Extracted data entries
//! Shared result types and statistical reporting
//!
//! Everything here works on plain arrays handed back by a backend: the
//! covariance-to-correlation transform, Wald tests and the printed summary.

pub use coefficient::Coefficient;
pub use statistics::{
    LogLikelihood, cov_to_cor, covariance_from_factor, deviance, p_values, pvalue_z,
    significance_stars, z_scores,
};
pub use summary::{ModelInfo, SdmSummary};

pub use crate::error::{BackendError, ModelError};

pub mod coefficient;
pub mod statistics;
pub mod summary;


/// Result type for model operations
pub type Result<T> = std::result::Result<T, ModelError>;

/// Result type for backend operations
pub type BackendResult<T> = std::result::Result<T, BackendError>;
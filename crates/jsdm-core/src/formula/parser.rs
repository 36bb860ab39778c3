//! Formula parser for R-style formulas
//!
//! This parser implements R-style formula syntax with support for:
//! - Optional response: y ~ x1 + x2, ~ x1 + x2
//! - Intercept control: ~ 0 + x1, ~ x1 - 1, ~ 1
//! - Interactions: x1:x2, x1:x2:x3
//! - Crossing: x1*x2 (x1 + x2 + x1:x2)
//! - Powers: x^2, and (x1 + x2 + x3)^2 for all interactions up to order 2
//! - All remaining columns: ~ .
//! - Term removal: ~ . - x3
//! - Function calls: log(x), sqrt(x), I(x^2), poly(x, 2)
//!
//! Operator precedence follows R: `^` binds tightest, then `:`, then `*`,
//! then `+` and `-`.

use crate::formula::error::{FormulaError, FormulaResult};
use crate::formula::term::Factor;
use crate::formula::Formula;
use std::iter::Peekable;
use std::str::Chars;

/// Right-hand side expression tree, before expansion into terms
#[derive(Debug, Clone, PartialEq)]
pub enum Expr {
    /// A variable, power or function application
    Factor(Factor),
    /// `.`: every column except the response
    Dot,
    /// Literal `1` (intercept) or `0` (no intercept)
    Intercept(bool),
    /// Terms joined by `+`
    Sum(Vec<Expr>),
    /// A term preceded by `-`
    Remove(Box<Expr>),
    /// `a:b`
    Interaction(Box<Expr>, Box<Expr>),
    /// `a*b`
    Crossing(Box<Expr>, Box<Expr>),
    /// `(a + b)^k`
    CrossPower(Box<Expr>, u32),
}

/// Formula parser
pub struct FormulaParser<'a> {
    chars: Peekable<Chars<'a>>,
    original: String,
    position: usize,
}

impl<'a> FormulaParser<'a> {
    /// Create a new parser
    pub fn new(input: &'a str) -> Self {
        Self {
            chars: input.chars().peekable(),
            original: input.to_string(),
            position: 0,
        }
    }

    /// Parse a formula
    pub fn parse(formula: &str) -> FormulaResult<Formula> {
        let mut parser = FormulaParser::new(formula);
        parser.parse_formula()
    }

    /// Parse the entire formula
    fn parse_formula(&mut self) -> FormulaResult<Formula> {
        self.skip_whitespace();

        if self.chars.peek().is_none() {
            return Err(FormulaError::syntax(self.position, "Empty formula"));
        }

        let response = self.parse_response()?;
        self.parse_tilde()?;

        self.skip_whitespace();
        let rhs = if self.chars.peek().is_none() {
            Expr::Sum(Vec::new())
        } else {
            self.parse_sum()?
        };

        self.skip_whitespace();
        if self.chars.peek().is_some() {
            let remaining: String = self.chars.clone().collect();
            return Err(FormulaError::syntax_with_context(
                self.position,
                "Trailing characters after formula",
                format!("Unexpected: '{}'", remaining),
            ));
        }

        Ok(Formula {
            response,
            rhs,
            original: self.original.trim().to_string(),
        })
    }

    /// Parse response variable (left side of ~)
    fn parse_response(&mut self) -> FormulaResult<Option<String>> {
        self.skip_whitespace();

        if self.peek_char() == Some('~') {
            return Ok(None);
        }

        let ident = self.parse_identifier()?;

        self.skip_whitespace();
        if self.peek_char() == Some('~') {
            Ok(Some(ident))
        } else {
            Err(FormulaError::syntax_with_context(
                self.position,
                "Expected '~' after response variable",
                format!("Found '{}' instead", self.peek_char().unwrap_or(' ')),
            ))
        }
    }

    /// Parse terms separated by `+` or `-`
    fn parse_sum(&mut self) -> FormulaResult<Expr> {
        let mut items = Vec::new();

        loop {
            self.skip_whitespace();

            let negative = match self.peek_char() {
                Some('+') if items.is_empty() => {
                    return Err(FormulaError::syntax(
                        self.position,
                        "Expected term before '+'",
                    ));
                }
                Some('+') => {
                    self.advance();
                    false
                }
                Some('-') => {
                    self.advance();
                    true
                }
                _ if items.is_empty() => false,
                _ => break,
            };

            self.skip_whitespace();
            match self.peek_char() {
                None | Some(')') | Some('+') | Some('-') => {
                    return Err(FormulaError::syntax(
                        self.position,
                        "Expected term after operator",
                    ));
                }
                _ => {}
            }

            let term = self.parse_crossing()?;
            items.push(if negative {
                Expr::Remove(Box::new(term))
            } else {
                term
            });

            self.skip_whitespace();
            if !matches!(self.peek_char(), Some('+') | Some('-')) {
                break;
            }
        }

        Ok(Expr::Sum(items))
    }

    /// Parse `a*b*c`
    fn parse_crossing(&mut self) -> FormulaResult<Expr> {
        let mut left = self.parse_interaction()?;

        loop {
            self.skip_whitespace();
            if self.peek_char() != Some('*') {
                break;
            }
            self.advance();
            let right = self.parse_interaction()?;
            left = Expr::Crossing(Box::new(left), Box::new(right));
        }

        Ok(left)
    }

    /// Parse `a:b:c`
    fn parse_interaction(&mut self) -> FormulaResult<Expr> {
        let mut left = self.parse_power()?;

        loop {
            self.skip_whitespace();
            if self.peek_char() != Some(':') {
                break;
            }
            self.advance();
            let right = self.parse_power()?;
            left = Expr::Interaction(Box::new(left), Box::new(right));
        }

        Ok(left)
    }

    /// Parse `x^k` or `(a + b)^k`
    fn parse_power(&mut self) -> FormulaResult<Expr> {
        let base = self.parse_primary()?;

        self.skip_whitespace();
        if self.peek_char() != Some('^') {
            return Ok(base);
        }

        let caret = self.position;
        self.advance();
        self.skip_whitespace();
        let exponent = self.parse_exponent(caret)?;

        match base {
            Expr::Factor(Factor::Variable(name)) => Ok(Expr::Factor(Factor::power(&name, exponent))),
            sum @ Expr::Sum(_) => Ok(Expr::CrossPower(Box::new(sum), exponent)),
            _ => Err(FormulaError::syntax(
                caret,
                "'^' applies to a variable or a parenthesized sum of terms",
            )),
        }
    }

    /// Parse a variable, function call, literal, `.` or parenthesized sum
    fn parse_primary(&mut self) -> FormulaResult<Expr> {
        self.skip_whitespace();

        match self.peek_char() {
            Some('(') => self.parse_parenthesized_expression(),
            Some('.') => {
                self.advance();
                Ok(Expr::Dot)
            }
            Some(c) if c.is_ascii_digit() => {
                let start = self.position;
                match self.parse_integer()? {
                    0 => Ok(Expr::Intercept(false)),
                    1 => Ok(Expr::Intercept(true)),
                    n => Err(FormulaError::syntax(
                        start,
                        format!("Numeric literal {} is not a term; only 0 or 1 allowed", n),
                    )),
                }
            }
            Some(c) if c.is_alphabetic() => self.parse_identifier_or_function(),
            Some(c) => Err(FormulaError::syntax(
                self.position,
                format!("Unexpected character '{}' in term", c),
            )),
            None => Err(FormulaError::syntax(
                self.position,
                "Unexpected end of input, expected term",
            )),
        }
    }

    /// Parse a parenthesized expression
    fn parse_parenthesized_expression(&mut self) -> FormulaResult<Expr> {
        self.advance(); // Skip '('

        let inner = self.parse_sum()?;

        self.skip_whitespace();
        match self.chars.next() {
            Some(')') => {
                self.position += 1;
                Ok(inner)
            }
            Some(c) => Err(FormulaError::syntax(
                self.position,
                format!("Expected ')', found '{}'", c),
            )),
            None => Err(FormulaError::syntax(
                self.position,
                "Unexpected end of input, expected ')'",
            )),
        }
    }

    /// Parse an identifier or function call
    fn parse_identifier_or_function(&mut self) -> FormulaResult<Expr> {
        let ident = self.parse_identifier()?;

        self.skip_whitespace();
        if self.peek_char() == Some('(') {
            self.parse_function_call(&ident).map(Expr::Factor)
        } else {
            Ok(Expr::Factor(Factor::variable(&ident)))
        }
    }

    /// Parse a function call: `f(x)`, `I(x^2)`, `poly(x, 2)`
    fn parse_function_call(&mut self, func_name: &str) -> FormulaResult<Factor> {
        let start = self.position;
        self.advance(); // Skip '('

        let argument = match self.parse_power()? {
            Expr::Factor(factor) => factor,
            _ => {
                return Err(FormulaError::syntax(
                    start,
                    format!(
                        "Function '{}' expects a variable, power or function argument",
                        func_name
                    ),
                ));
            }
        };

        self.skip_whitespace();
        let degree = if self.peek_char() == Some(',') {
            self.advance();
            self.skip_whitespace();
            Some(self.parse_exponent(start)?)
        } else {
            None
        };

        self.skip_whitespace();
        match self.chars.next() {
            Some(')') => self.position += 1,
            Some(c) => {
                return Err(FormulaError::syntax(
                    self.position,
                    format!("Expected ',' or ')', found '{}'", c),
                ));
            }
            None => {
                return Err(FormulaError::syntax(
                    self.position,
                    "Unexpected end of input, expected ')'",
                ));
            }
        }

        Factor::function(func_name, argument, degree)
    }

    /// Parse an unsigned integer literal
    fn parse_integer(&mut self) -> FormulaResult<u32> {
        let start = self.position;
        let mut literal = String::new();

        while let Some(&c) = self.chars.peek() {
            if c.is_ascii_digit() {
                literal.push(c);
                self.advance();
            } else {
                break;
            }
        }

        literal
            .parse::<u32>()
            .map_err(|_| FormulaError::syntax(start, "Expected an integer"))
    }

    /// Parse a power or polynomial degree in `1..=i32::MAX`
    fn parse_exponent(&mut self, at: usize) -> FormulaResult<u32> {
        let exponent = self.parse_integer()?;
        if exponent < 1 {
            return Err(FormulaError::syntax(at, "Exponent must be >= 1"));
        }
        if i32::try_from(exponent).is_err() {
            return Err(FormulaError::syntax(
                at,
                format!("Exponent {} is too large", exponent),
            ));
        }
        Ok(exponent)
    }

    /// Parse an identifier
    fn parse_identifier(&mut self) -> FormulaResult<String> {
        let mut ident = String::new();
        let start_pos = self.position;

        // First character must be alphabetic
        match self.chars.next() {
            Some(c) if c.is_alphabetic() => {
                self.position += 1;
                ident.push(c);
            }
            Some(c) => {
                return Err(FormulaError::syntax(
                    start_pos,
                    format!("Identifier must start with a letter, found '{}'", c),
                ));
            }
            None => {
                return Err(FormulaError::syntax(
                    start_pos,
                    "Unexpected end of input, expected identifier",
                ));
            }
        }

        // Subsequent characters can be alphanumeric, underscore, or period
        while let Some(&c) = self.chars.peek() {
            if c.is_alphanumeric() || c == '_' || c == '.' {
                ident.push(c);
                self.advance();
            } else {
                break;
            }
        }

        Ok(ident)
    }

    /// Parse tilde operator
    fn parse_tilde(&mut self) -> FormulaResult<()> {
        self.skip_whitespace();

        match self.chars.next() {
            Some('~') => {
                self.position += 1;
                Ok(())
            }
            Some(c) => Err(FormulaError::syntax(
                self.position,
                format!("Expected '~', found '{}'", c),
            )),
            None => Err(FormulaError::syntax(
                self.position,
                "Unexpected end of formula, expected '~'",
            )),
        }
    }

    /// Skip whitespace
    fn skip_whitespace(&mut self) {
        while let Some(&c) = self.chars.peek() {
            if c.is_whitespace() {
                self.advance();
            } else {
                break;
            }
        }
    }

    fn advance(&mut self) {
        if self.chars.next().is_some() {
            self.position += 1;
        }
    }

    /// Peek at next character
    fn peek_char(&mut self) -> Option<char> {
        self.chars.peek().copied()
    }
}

* * *

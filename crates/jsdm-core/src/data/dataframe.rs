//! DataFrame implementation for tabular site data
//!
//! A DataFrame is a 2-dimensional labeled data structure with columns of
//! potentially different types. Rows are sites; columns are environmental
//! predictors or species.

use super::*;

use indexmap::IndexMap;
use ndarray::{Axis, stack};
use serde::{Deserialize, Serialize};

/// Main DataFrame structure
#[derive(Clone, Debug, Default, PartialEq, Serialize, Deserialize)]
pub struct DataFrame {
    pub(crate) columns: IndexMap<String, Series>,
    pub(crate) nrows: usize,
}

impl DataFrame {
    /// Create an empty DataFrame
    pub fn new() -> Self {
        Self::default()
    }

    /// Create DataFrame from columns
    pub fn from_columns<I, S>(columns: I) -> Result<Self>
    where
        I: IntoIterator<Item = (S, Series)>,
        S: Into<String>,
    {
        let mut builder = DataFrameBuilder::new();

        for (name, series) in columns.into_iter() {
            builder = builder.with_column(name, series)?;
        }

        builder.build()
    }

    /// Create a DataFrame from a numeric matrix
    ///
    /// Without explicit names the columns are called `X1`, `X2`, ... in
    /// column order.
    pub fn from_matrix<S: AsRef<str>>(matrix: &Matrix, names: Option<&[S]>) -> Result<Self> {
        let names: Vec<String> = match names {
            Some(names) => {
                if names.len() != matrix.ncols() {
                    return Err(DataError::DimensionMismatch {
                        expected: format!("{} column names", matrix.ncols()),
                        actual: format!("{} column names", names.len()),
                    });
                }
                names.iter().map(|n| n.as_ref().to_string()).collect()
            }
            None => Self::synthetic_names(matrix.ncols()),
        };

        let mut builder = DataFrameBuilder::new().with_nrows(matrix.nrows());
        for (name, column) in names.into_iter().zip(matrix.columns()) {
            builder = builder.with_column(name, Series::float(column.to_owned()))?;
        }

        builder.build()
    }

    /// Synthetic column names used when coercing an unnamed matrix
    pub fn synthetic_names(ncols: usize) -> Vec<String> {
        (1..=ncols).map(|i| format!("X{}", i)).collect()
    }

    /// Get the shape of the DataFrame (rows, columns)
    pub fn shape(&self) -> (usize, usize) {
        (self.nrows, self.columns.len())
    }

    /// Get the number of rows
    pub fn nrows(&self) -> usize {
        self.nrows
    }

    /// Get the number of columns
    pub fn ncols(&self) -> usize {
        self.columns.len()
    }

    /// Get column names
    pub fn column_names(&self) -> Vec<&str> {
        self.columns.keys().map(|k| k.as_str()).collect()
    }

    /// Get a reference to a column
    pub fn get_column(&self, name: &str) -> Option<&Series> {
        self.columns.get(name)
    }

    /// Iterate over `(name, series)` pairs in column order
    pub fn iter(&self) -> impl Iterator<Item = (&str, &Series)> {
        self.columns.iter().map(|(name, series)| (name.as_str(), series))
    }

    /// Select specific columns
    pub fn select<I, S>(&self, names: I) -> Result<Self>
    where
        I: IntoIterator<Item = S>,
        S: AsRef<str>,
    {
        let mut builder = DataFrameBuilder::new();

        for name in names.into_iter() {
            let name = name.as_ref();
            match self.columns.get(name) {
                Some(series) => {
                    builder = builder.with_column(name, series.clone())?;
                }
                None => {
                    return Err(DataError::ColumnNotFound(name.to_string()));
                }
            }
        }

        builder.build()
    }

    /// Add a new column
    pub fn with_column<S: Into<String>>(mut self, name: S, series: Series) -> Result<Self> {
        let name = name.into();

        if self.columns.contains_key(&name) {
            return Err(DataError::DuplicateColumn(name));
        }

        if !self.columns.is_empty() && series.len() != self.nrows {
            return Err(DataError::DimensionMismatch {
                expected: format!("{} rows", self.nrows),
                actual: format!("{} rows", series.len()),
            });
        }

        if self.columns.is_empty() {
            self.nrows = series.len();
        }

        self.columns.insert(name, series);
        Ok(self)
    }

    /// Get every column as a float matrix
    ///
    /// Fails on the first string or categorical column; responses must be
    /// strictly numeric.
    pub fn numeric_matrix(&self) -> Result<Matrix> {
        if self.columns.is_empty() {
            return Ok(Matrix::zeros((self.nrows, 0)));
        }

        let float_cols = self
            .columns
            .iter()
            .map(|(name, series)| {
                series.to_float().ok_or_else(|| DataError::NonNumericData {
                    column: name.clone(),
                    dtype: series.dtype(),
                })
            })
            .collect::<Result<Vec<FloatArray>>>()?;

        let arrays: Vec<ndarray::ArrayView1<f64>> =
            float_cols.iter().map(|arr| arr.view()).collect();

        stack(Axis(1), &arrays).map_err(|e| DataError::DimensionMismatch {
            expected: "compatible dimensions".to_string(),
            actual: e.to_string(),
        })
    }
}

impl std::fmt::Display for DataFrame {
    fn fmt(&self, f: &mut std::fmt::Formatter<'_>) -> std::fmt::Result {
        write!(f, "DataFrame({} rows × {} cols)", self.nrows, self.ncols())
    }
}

◆ Exercise prompt
Write only the number of lines in the data where the string "ModelError" can be found.

◆ Answer space
2